What you need to do:
Only lines containing the word "Chat" are needed; pull them out of the material.

Extracted information:

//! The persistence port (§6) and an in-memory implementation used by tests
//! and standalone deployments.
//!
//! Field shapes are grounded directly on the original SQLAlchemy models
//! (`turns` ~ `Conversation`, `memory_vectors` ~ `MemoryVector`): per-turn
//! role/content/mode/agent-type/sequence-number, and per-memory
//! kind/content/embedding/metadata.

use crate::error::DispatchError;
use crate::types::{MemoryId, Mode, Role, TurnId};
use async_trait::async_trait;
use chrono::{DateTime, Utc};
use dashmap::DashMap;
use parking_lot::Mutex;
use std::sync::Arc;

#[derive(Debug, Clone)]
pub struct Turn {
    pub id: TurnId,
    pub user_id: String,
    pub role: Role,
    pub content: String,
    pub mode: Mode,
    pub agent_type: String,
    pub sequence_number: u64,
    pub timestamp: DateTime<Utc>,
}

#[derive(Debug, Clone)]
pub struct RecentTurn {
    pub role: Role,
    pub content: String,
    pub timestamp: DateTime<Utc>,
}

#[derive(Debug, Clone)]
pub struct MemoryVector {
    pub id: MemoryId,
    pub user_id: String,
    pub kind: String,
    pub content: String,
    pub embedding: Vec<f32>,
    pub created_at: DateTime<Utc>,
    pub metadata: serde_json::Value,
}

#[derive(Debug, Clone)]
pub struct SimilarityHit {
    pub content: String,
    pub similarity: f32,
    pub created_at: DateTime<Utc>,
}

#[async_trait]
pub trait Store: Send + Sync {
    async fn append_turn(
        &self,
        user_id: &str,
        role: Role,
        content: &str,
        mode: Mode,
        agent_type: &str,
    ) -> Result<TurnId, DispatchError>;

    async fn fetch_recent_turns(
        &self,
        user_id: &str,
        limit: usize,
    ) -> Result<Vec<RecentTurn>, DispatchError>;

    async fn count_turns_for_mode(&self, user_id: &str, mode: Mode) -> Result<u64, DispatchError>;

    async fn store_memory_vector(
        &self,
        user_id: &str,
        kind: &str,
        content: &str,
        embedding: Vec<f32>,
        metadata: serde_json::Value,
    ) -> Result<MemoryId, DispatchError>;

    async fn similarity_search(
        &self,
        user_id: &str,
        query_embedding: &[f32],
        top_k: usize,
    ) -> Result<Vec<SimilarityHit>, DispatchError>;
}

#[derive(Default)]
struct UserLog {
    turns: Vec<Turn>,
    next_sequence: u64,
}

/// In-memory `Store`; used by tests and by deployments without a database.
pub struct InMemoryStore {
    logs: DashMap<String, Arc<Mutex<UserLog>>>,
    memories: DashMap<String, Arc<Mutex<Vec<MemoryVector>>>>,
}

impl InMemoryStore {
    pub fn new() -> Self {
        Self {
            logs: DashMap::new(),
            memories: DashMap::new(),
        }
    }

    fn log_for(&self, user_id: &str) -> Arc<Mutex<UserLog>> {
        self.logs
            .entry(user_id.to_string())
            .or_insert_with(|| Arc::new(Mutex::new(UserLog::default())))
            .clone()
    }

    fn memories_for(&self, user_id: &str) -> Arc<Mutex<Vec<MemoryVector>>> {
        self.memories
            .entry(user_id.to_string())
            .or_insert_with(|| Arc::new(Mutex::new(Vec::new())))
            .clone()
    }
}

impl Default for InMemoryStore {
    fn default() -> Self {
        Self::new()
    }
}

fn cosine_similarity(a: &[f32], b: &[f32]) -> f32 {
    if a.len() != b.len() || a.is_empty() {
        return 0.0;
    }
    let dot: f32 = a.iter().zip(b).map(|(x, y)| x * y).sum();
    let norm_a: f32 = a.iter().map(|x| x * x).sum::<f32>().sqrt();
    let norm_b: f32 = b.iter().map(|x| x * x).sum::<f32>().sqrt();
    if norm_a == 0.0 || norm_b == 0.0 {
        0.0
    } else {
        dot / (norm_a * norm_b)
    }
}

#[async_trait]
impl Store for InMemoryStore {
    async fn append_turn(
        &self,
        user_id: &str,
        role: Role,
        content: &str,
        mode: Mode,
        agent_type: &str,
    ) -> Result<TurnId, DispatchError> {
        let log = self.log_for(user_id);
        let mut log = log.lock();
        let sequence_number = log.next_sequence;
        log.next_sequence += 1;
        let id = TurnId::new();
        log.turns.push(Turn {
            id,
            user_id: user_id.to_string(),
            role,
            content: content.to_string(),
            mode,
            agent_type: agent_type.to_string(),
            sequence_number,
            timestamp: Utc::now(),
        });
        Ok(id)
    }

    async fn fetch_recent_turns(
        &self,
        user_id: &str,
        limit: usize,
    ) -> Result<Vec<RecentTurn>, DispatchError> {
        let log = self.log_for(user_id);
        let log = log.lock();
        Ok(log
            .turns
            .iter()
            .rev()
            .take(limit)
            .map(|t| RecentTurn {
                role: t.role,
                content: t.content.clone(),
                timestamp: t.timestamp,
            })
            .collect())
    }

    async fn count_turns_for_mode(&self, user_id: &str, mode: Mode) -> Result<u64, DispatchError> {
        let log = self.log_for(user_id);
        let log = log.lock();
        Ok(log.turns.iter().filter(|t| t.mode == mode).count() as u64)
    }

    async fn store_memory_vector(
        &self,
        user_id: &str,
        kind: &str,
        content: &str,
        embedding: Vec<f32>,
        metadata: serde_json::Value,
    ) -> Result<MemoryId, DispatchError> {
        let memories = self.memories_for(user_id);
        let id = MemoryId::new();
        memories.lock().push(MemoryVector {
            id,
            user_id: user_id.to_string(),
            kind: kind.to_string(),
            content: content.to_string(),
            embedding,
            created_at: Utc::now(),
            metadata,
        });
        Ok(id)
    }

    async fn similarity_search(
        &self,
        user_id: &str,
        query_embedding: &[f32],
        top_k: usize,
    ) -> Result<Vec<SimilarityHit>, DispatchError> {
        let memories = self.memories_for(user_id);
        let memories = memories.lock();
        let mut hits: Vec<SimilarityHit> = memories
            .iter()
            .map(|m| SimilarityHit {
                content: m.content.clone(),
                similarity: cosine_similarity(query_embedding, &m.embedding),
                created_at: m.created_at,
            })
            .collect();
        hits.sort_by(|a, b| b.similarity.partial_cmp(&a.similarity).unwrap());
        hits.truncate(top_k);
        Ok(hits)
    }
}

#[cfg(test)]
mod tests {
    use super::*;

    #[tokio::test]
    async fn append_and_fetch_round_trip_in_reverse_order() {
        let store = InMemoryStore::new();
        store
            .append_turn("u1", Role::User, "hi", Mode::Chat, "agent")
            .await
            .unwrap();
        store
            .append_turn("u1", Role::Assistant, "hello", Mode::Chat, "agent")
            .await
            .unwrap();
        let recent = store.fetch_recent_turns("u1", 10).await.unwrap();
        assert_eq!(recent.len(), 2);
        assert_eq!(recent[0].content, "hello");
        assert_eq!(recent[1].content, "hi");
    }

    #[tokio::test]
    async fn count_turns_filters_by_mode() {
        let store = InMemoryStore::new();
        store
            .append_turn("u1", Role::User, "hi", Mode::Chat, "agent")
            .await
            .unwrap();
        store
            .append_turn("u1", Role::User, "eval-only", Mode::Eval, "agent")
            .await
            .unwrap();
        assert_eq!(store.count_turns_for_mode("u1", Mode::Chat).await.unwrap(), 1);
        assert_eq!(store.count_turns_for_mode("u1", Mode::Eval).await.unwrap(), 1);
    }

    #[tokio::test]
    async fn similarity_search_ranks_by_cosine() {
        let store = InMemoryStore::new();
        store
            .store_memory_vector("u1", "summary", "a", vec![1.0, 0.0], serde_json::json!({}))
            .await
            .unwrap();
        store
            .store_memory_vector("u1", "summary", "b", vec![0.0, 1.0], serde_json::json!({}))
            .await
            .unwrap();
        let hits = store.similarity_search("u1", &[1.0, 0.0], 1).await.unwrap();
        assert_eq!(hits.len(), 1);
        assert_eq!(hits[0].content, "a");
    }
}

Exercise output:
            .append_turn("u1", Role::User, "hi", Mode::Chat, "agent")
            .append_turn("u1", Role::Assistant, "hello", Mode::Chat, "agent")
            .append_turn("u1", Role::User, "hi", Mode::Chat, "agent")
        assert_eq!(store.count_turns_for_mode("u1", Mode::Chat).await.unwrap(), 1);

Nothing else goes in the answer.